Recognition of Fibronectin by the Platelet Integrin αIIbβ3 Involves an Extended Interface with Multiple Electrostatic Interactions

Normal platelet function is dependent on the ability of integrin αIIbβ3 (glycoprotein IIb/IIIa) to interact with components of the subendothelial matrix, such as fibronectin (Fn), exposed at sites of vascular injury.
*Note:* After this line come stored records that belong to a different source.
//! Segmentation regression test
//!
//! Covers the erosion subset guarantee, shape filter selectivity,
//! regrowth boundedness, and a full run over a synthetic map.
//!
//! Run with:
//! ```
//! cargo test -p histmap-segment --test segment_reg
//! ```

use histmap_core::{Channels, Mask, Raster};
use histmap_region::extract_components;
use histmap_segment::erosion::{density_erode, erode_until_stable};
use histmap_segment::regrow::regrow;
use histmap_segment::shape::filter_components;
use histmap_segment::{
    ErosionConfig, NoopObserver, SegmentConfig, Segmenter, ShapeFilterConfig, StageCounts,
};
use histmap_test::{RegParams, mask_from_ascii};

/// Deterministic pseudo-random mask with the given fill percentage.
fn noise_mask(width: u32, height: u32, fill: u32, seed: u64) -> Mask {
    let mut state = seed;
    let mut mask = Mask::new(width, height).unwrap();
    for y in 0..height {
        for x in 0..width {
            state = state.wrapping_mul(6364136223846793005).wrapping_add(1442695040888963407);
            if ((state >> 33) % 100) < fill as u64 {
                mask.set_unchecked(x, y, true);
            }
        }
    }
    mask
}

#[test]
fn segment_reg() {
    let mut rp = RegParams::new("segment");

    // --- Erosion never adds foreground
    for (i, fill) in [20, 45, 60, 85].into_iter().enumerate() {
        for kernel in 1..=3 {
            for game_value in [0.1, 0.5, 0.9] {
                let cfg = ErosionConfig {
                    kernel,
                    game_value,
                    max_iterations: 16,
                };
                let mask = noise_mask(40, 30, fill, i as u64 + 7);
                let (once, _) = density_erode(&mask, &cfg);
                let (stable, _) = erode_until_stable(&mask, &cfg, &mut NoopObserver);
                rp.compare_bool(true, once.is_subset_of(&mask));
                rp.compare_bool(true, stable.is_subset_of(&once));
            }
        }
    }

    // --- Shape filter: 8x1 line kept, 5x5 square rejected
    let shapes = mask_from_ascii(&[
        "..............",
        ".########.....",
        "..............",
        "........#####.",
        "........#####.",
        "........#####.",
        "........#####.",
        "........#####.",
    ]);
    let components = extract_components(&shapes, 8).unwrap();
    rp.compare_values(2.0, components.len() as f64, 0.0);
    let kept = filter_components(components, &ShapeFilterConfig::default()).unwrap();
    rp.compare_values(1.0, kept.len() as f64, 0.0);
    rp.compare_values(8.0, kept[0].len() as f64, 0.0);
    rp.compare_bool(true, kept[0].contains(1, 1));

    // --- Regrowth stays inside the window and the classification
    let classified = noise_mask(50, 50, 55, 99);
    let eroded_cfg = ErosionConfig::default();
    let (eroded, _) = erode_until_stable(&classified, &eroded_cfg, &mut NoopObserver);
    let components = extract_components(&eroded, 1).unwrap();
    for tolerance in [0u32, 1, 2, 4] {
        let out = regrow(&components, &classified, tolerance);
        rp.compare_bool(true, out.is_subset_of(&classified));
        rp.compare_bool(true, eroded.is_subset_of(&out));
        let mut bounded = true;
        for y in 0..out.height() {
            for x in 0..out.width() {
                if !out.is_foreground(x, y) {
                    continue;
                }
                let near = components.iter().flat_map(|c| c.iter()).any(|p| {
                    p.x.abs_diff(x) <= tolerance && p.y.abs_diff(y) <= tolerance
                });
                bounded &= near;
            }
        }
        rp.compare_bool(true, bounded);
    }

    // --- Full run: two buildings, a road touching one, a red feature
    let mut map = Raster::filled(60, 40, Channels::Rgb, 240).unwrap().to_mut();
    let mut paint = |x0: u32, y0: u32, x1: u32, y1: u32, rgb: (u8, u8, u8)| {
        for y in y0..y1 {
            for x in x0..x1 {
                map.set_rgb(x, y, rgb.0, rgb.1, rgb.2).unwrap();
            }
        }
    };
    paint(5, 5, 17, 15, (35, 35, 35));
    paint(30, 20, 40, 34, (20, 22, 25));
    // one-pixel dark line joining the buildings
    paint(17, 10, 30, 11, (35, 35, 35));
    paint(17, 10, 18, 25, (35, 35, 35));
    paint(17, 24, 30, 25, (35, 35, 35));
    // dark red patch, not achromatic
    paint(45, 5, 55, 15, (90, 15, 15));
    let map: Raster = map.into();

    let segmenter = Segmenter::new(SegmentConfig::default()).unwrap();
    let mut counts = StageCounts::default();
    let (mask, report) = segmenter.run_observed(&map, &mut counts).unwrap();
    eprintln!("  report: {:?}", report);
    rp.compare_values(2.0, report.components_found as f64, 0.0);
    rp.compare_bool(true, mask.is_foreground(5, 5));
    rp.compare_bool(true, mask.is_foreground(39, 33));
    rp.compare_bool(false, mask.is_foreground(50, 10));
    // the line far from both blocks is gone
    rp.compare_bool(false, mask.is_foreground(23, 10));
    rp.compare_values(2.0, histmap_region::count_components(&mask).unwrap() as f64, 1.0);
    rp.compare_bool(true, report.erosion_passes >= 1);
    rp.write_raster(&map, "map").unwrap();
    rp.write_mask(&mask, "segmented").unwrap();

    assert!(rp.cleanup());
}
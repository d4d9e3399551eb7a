//! histmap-pipeline - Stage drivers
//!
//! Runs the stages over a [`Storage`](histmap_storage::Storage) tree:
//!
//! 1. [`bootstrap`] - link the registry onto the map timeline
//! 2. [`run_segmentation`] - raw maps to segmented masks
//! 3. [`run_detection`] - one record per building per year
//! 4. [`run_deduction`] - one interval per building
//! 5. [`run_evaluation`] - agreement with registry years
//!
//! Every stage isolates failures per unit of work (a year or a
//! building) and returns a [`StageReport`] naming what was skipped.

pub mod bootstrap;
pub mod config;
pub mod deduction;
pub mod detection;
pub mod dumper;
pub mod error;
pub mod report;
pub mod segmentation;

pub use bootstrap::bootstrap;
pub use config::PipelineConfig;
pub use deduction::{run_deduction, run_evaluation};
pub use detection::run_detection;
pub use dumper::StageDumper;
pub use error::{PipelineError, PipelineResult};
pub use report::StageReport;
pub use segmentation::run_segmentation;

use histmap_storage::RasterDescriptor;

/// Check a loaded raster against its descriptor.
pub(crate) fn check_size(descriptor: &RasterDescriptor, actual: (u32, u32)) -> PipelineResult<()> {
    if !descriptor.matches_size(actual.0, actual.1) {
        return Err(PipelineError::SizeMismatch {
            year: descriptor.year,
            expected: (descriptor.width, descriptor.height),
            actual,
        });
    }
    Ok(())
}
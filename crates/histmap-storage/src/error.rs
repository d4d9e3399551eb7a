//! Error types for histmap-storage

use std::path::PathBuf;
use thiserror::Error;

/// Errors that can occur while reading or writing the storage tree
#[derive(Debug, Error)]
pub enum StorageError {
    /// Filesystem error
    #[error("I/O error: {0}")]
    Io(#[from] std::io::Error),

    /// Raster encoding or decoding error
    #[error("raster I/O error: {0}")]
    Raster(#[from] histmap_io::IoError),

    /// Core library error
    #[error("core error: {0}")]
    Core(#[from] histmap_core::Error),

    /// Malformed descriptor list line
    #[error("descriptor line {line}: {reason}")]
    DescriptorFormat { line: usize, reason: String },

    /// Registry table lacks a required column
    #[error("registry header has no column '{0}'")]
    MissingColumn(String),

    /// Malformed registry row
    #[error("registry line {line}: {reason}")]
    RegistryFormat { line: usize, reason: String },

    /// Malformed position file
    #[error("position file {path}: {reason}")]
    PositionFormat { path: PathBuf, reason: String },

    /// Building has no position file for a year
    #[error("building {id} has no position for year {year}")]
    MissingPosition { id: String, year: i32 },

    /// No raster stored for a year
    #[error("no {kind} raster for year {year}")]
    MissingFrame { kind: &'static str, year: i32 },

    /// Output directory already holds results of a previous run
    #[error("{} already processed", .0.display())]
    AlreadyProcessed(PathBuf),
}

/// Result type for storage operations
pub type StorageResult<T> = Result<T, StorageError>;
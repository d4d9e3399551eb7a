//! Per-year detection
//!
//! For every building, the offset pattern is searched around its
//! primary position (and, when enabled, around each entry). The first
//! foreground candidate becomes the recorded position and its connected
//! footprint is measured with an erasing flood fill, so the visitation
//! plane is clean again before the next building.

use crate::building::BuildingPositions;
use crate::config::DetectConfig;
use crate::error::{DetectError, DetectResult};
use crate::overlay::TrackingOverlay;
use histmap_core::{DetectionRecord, Mask, PixelPos, VisitMask};
use histmap_region::component_area;

/// Detection outcome of one building on one map year
#[derive(Debug, Clone, PartialEq, Eq)]
pub struct BuildingDetection {
    pub id: String,
    pub record: DetectionRecord,
}

fn record_area(area: usize, id: &str, year: i32) -> DetectResult<u32> {
    u32::try_from(area).map_err(|_| DetectError::AreaOverflow {
        id: id.to_string(),
        year,
        area,
    })
}

/// Configured detection engine
#[derive(Debug, Clone)]
pub struct Detector {
    config: DetectConfig,
}

impl Detector {
    /// Create a detector, validating the configuration.
    pub fn new(config: DetectConfig) -> DetectResult<Self> {
        config.validate()?;
        Ok(Self { config })
    }

    pub fn config(&self) -> &DetectConfig {
        &self.config
    }

    /// Detect one building on a north-up segmented mask.
    ///
    /// # Errors
    ///
    /// Returns [`DetectError::MissingPosition`] if the building carries
    /// no position at all.
    pub fn detect_building(
        &self,
        mask: &Mask,
        visit: &mut VisitMask,
        building: &BuildingPositions,
        year: i32,
    ) -> DetectResult<DetectionRecord> {
        let nominal = building.primary().ok_or_else(|| DetectError::MissingPosition {
            id: building.id.clone(),
            year,
        })?;

        let searched: &[PixelPos] = if self.config.use_entries {
            building.positions()
        } else {
            &building.positions()[..1]
        };
        let found = searched
            .iter()
            .find_map(|&center| self.config.pattern.locate(mask, center));

        match found {
            Some(p) => {
                let area = component_area(mask, visit, p.x, p.y)?;
                let area = record_area(area, &building.id, year)?;
                Ok(DetectionRecord::present(year, p.into(), area))
            }
            None => Ok(DetectionRecord::absent(year, nominal)),
        }
    }

    /// Detect every building on one year's mask with a private
    /// visitation plane.
    pub fn detect_year(
        &self,
        mask: &Mask,
        buildings: &[BuildingPositions],
        year: i32,
        overlay: Option<&mut TrackingOverlay>,
    ) -> DetectResult<Vec<BuildingDetection>> {
        let mut visit = VisitMask::for_mask(mask);
        self.detect_year_with(mask, &mut visit, buildings, year, overlay)
    }

    /// Detect every building on one year's mask.
    ///
    /// `visit` must match the mask and be unvisited; it is left unvisited
    /// on return. Each record is drawn on `overlay` when one is given.
    ///
    /// # Errors
    ///
    /// Fails as a whole on the first building without a position, or if
    /// `visit` or `overlay` differ in size from `mask`.
    pub fn detect_year_with(
        &self,
        mask: &Mask,
        visit: &mut VisitMask,
        buildings: &[BuildingPositions],
        year: i32,
        mut overlay: Option<&mut TrackingOverlay>,
    ) -> DetectResult<Vec<BuildingDetection>> {
        if visit.size() != mask.size() {
            return Err(DetectError::DimensionMismatch {
                mask: mask.size(),
                other: visit.size(),
            });
        }
        if let Some(overlay) = overlay.as_deref() {
            overlay.check_mask(mask)?;
        }

        let mut detections = Vec::with_capacity(buildings.len());
        let mut found = 0usize;
        for building in buildings {
            let record = self.detect_building(mask, visit, building, year)?;
            if record.present {
                found += 1;
            }
            if let Some(overlay) = overlay.as_deref_mut() {
                overlay.mark(record.position, record.present, self.config.marker_half_size);
            }
            detections.push(BuildingDetection {
                id: building.id.clone(),
                record,
            });
        }

        tracing::info!(year, found, total = buildings.len(), "detection pass finished");
        Ok(detections)
    }
}

#[cfg(test)]
mod tests {
    use super::*;
    use crate::pattern::OffsetPattern;

    fn block_mask() -> Mask {
        // 3x2 block at x 4..7, y 4..6
        let mut mask = Mask::new(10, 10).unwrap();
        for y in 4..6 {
            for x in 4..7 {
                mask.set(x, y, true).unwrap();
            }
        }
        mask
    }

    #[test]
    fn test_found_records_matched_pixel_and_area() {
        let detector = Detector::new(DetectConfig::default()).unwrap();
        let mask = block_mask();
        let mut visit = VisitMask::for_mask(&mask);
        let b = BuildingPositions::new("1", PixelPos::new(2, 4));
        let r = detector.detect_building(&mask, &mut visit, &b, 1950).unwrap();
        assert!(r.present);
        assert_eq!(r.position, PixelPos::new(4, 4));
        assert_eq!(r.area, 6);
        assert_eq!(visit.count_visited(), 0);
    }

    #[test]
    fn test_missing_records_nominal() {
        let detector = Detector::new(DetectConfig::default()).unwrap();
        let mask = block_mask();
        let mut visit = VisitMask::for_mask(&mask);
        let b = BuildingPositions::new("2", PixelPos::new(0, 9));
        let r = detector.detect_building(&mask, &mut visit, &b, 1950).unwrap();
        assert_eq!(r, DetectionRecord::absent(1950, PixelPos::new(0, 9)));
    }

    #[test]
    fn test_missing_position_is_error() {
        let detector = Detector::new(DetectConfig::default()).unwrap();
        let b = BuildingPositions::from_positions("3", vec![]);
        let err = detector.detect_year(&block_mask(), &[b], 1950, None);
        assert!(matches!(err, Err(DetectError::MissingPosition { year: 1950, .. })));
    }

    #[test]
    fn test_entries_only_when_enabled() {
        let mask = block_mask();
        let b = BuildingPositions::new("4", PixelPos::new(0, 0)).with_entries([PixelPos::new(6, 7)]);
        let cfg = DetectConfig {
            pattern: OffsetPattern::new(vec![(0, 0), (0, -1), (0, -2)]).unwrap(),
            ..Default::default()
        };
        let off = Detector::new(cfg.clone()).unwrap();
        let on = Detector::new(DetectConfig {
            use_entries: true,
            ..cfg
        })
        .unwrap();
        let mut visit = VisitMask::for_mask(&mask);
        assert!(!off.detect_building(&mask, &mut visit, &b, 1).unwrap().present);
        let r = on.detect_building(&mask, &mut visit, &b, 1).unwrap();
        assert!(r.present);
        assert_eq!(r.position, PixelPos::new(6, 5));
    }

    #[test]
    fn test_record_area_range() {
        assert_eq!(record_area(36, "5", 1950).unwrap(), 36);
        assert_eq!(record_area(u32::MAX as usize, "5", 1950).unwrap(), u32::MAX);
    }

    #[cfg(target_pointer_width = "64")]
    #[test]
    fn test_record_area_overflow() {
        let err = record_area(u32::MAX as usize + 1, "5", 1950);
        assert!(matches!(
            err,
            Err(DetectError::AreaOverflow { year: 1950, area, .. }) if area == 1 << 32
        ));
    }

    #[test]
    fn test_visit_size_checked() {
        let detector = Detector::new(DetectConfig::default()).unwrap();
        let mut visit = VisitMask::new(3, 3).unwrap();
        let err = detector.detect_year_with(&block_mask(), &mut visit, &[], 1, None);
        assert!(matches!(err, Err(DetectError::DimensionMismatch { .. })));
    }
}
Studies using synthetic peptides derived from human Fn sequences Asp1373−Thr1383 and Arg1493−Asp1495 have suggested a role for both the 9th (3fn9) and 10th (3fn10) type III repeats of this ligand in binding to αIIbβ3. In this study, we have taken a charge-to-alanine mutagenesis approach to evaluate the importance of these sites, and other charged residues, within the context of recombinant 3fn9−10 modules for binding to αIIbβ3. To identify residues that are involved in Fn binding to αIIbβ3, recombinantly expressed 3fn9−10 module pairs with alanine substitutions introduced into each of the 38 charged residues were individually assayed for the ability to inhibit Fn binding to purified αIIbβ3. Substitutions at Fn residues Arg1493 and Asp1495 of the RGD sequence were found to have the greatest effect on αIIbβ3 binding, as expected. However, Fn residues Arg1369, Arg1371, Arg1379, Arg1445, and Arg1448 were needed for optimal interaction of the 3fn9−10 module pair with αIIbβ3. All Fn residues found to affect binding of 3fn9−10 to αIIbβ3 are located on the same face and extend from the surface of the molecule. Additionally, the epitopes for two anti-Fn monoclonal antibodies that inhibit binding of this ligand to αIIbβ3 were found to overlap the sites identified. These results demonstrate that αIIbβ3−Fn binding involves multiple electrostatic interactions.